▶ Activity:
Go to the line below containing "use chrono::Duration;" and print exactly from there through the line containing "let draft = build_draft(args)?;", both included. Print nothing else.

▶ Dataset entries:

☆ ☆ ☆ ☆

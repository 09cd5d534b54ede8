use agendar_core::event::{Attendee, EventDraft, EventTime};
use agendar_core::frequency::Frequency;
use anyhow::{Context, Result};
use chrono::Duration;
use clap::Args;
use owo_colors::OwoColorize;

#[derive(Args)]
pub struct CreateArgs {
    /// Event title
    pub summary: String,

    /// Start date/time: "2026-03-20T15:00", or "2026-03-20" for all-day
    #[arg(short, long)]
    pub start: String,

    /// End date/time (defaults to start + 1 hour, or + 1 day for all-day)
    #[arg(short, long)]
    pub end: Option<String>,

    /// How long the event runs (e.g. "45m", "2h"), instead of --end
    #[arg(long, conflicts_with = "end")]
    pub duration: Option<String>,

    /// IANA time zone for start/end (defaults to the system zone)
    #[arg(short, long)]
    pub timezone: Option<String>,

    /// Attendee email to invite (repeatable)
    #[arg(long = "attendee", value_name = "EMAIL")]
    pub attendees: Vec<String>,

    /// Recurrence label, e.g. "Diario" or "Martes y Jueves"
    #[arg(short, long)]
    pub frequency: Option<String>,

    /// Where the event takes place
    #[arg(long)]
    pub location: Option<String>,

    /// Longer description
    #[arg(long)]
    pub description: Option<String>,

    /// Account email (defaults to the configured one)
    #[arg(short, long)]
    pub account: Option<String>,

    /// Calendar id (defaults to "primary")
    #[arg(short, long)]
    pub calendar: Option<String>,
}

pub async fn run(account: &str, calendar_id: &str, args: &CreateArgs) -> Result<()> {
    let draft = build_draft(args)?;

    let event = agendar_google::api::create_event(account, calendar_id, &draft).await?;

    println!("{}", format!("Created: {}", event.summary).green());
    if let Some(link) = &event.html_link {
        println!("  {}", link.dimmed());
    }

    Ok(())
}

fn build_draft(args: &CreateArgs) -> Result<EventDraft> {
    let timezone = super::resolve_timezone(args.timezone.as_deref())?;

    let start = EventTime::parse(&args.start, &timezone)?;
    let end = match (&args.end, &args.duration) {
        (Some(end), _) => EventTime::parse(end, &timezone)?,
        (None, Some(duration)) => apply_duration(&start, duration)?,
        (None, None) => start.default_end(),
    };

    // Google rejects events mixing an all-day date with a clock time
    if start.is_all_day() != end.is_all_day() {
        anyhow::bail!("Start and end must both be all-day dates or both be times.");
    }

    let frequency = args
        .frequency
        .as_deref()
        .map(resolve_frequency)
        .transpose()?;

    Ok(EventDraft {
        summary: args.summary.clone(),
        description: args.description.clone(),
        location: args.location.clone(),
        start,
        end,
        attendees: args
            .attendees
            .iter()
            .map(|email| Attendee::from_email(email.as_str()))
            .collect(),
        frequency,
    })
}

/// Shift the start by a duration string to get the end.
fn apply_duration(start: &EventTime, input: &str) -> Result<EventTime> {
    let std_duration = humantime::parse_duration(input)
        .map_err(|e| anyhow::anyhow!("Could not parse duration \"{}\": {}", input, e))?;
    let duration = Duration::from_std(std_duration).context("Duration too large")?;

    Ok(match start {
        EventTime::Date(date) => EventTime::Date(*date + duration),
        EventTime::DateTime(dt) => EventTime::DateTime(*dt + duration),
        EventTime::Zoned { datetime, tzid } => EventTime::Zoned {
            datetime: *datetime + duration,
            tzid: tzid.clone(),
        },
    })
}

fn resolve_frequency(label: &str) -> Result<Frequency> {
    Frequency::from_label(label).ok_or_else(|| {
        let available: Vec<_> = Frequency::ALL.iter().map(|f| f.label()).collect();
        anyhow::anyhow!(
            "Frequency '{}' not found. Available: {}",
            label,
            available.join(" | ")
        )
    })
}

☆ ☆ ☆ ☆

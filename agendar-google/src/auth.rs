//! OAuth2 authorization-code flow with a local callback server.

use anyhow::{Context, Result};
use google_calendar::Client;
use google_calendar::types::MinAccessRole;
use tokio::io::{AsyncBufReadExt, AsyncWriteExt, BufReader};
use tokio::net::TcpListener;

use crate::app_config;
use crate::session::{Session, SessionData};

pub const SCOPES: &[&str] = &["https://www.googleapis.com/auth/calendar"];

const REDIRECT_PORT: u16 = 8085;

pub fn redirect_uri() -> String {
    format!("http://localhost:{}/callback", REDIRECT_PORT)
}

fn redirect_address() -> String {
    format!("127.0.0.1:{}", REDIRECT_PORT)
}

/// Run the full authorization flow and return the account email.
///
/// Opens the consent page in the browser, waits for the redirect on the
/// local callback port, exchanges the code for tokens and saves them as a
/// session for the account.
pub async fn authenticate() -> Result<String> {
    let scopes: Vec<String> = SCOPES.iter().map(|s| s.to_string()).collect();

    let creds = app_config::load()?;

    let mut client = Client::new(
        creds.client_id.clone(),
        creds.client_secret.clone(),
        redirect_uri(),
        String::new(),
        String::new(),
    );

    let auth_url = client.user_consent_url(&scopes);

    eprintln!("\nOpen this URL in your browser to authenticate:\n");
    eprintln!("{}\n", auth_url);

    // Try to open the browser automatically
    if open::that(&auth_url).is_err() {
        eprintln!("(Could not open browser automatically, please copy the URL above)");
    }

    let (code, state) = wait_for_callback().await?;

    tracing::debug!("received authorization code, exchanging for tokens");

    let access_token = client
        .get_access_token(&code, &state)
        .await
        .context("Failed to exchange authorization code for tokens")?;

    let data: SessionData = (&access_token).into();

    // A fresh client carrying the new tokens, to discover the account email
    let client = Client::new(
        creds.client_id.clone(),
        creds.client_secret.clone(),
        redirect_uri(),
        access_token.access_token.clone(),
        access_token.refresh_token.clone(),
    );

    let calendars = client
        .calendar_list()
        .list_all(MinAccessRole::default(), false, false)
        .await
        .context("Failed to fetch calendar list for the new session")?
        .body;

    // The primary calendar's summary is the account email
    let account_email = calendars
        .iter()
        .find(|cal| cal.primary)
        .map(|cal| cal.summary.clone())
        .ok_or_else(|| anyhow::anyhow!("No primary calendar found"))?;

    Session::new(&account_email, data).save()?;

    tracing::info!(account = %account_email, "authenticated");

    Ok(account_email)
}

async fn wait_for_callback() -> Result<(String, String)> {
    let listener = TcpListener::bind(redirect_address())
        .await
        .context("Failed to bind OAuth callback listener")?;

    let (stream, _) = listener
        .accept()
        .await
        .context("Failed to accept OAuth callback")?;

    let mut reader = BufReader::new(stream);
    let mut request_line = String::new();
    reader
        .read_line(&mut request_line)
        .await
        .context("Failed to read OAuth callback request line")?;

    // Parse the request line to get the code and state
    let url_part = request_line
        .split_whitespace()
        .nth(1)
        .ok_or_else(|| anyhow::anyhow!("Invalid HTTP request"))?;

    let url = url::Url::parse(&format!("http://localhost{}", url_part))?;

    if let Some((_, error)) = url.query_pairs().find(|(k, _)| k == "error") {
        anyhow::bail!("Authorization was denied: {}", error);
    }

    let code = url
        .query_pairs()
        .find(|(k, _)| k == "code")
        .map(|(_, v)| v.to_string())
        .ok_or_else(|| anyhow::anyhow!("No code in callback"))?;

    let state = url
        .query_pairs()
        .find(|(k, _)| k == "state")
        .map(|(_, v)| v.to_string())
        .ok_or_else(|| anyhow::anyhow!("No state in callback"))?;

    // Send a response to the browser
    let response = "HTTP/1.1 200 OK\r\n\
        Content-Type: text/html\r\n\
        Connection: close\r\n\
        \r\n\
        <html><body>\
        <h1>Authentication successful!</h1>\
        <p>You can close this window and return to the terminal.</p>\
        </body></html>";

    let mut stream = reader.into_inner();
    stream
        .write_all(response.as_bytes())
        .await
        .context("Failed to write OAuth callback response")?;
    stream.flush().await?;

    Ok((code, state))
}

☆ ☆ ☆ ☆

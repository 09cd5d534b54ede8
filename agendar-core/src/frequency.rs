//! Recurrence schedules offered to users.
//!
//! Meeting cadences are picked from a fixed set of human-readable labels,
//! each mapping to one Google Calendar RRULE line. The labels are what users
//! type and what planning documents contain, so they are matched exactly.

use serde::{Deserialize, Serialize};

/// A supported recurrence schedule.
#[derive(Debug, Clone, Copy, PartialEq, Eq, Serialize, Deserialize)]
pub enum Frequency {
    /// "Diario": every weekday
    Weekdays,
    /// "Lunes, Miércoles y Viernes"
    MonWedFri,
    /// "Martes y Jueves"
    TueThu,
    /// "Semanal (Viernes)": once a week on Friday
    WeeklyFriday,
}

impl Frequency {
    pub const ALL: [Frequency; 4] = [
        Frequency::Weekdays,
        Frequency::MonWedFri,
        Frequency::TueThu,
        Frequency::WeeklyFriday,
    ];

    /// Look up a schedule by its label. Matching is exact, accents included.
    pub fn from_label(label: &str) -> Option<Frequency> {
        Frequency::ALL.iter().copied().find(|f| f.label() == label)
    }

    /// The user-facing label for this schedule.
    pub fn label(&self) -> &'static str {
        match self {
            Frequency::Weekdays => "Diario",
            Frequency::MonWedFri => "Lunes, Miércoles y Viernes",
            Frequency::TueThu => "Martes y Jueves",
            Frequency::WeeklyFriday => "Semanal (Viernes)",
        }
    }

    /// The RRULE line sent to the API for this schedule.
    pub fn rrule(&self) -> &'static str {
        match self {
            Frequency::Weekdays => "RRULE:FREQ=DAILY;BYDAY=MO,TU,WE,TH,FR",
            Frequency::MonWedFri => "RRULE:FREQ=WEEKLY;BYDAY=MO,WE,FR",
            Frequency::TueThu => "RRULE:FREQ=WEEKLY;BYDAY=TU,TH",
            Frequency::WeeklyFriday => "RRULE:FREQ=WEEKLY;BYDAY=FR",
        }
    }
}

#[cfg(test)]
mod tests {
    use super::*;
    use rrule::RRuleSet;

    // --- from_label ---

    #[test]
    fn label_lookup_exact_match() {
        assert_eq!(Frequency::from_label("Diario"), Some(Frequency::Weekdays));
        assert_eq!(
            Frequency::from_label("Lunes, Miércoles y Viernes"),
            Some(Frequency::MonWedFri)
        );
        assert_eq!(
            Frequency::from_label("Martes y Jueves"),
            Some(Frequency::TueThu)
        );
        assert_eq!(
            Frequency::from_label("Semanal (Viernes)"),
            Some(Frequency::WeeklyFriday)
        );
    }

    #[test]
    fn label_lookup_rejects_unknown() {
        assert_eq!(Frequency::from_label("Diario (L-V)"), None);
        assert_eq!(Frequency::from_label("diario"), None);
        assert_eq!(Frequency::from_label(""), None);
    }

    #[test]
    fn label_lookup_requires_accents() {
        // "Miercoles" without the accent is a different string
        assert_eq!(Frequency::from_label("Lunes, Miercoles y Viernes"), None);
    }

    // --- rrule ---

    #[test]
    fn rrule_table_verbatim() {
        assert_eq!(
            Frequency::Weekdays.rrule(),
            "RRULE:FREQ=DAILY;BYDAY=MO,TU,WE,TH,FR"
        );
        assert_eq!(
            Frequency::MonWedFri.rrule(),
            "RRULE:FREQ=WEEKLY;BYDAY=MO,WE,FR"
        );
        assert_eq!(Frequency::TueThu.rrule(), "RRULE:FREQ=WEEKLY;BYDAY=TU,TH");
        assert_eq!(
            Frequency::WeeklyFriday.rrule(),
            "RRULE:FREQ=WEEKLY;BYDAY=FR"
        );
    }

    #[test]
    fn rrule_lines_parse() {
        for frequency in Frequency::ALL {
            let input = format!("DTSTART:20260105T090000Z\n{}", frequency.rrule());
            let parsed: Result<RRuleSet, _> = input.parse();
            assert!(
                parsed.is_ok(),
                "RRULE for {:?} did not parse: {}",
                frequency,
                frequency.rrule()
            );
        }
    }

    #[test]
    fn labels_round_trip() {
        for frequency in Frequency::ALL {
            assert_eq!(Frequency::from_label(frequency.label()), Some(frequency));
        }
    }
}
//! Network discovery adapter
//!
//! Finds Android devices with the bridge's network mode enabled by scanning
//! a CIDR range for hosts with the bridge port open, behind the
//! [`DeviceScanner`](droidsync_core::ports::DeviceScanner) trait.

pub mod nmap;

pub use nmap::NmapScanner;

☆ ☆ ☆ ☆

▶ Written reply:
use chrono::Duration;
use clap::Args;
use owo_colors::OwoColorize;

#[derive(Args)]
pub struct CreateArgs {
    /// Event title
    pub summary: String,

    /// Start date/time: "2026-03-20T15:00", or "2026-03-20" for all-day
    #[arg(short, long)]
    pub start: String,

    /// End date/time (defaults to start + 1 hour, or + 1 day for all-day)
    #[arg(short, long)]
    pub end: Option<String>,

    /// How long the event runs (e.g. "45m", "2h"), instead of --end
    #[arg(long, conflicts_with = "end")]
    pub duration: Option<String>,

    /// IANA time zone for start/end (defaults to the system zone)
    #[arg(short, long)]
    pub timezone: Option<String>,

    /// Attendee email to invite (repeatable)
    #[arg(long = "attendee", value_name = "EMAIL")]
    pub attendees: Vec<String>,

    /// Recurrence label, e.g. "Diario" or "Martes y Jueves"
    #[arg(short, long)]
    pub frequency: Option<String>,

    /// Where the event takes place
    #[arg(long)]
    pub location: Option<String>,

    /// Longer description
    #[arg(long)]
    pub description: Option<String>,

    /// Account email (defaults to the configured one)
    #[arg(short, long)]
    pub account: Option<String>,

    /// Calendar id (defaults to "primary")
    #[arg(short, long)]
    pub calendar: Option<String>,
}

pub async fn run(account: &str, calendar_id: &str, args: &CreateArgs) -> Result<()> {
    let draft = build_draft(args)?;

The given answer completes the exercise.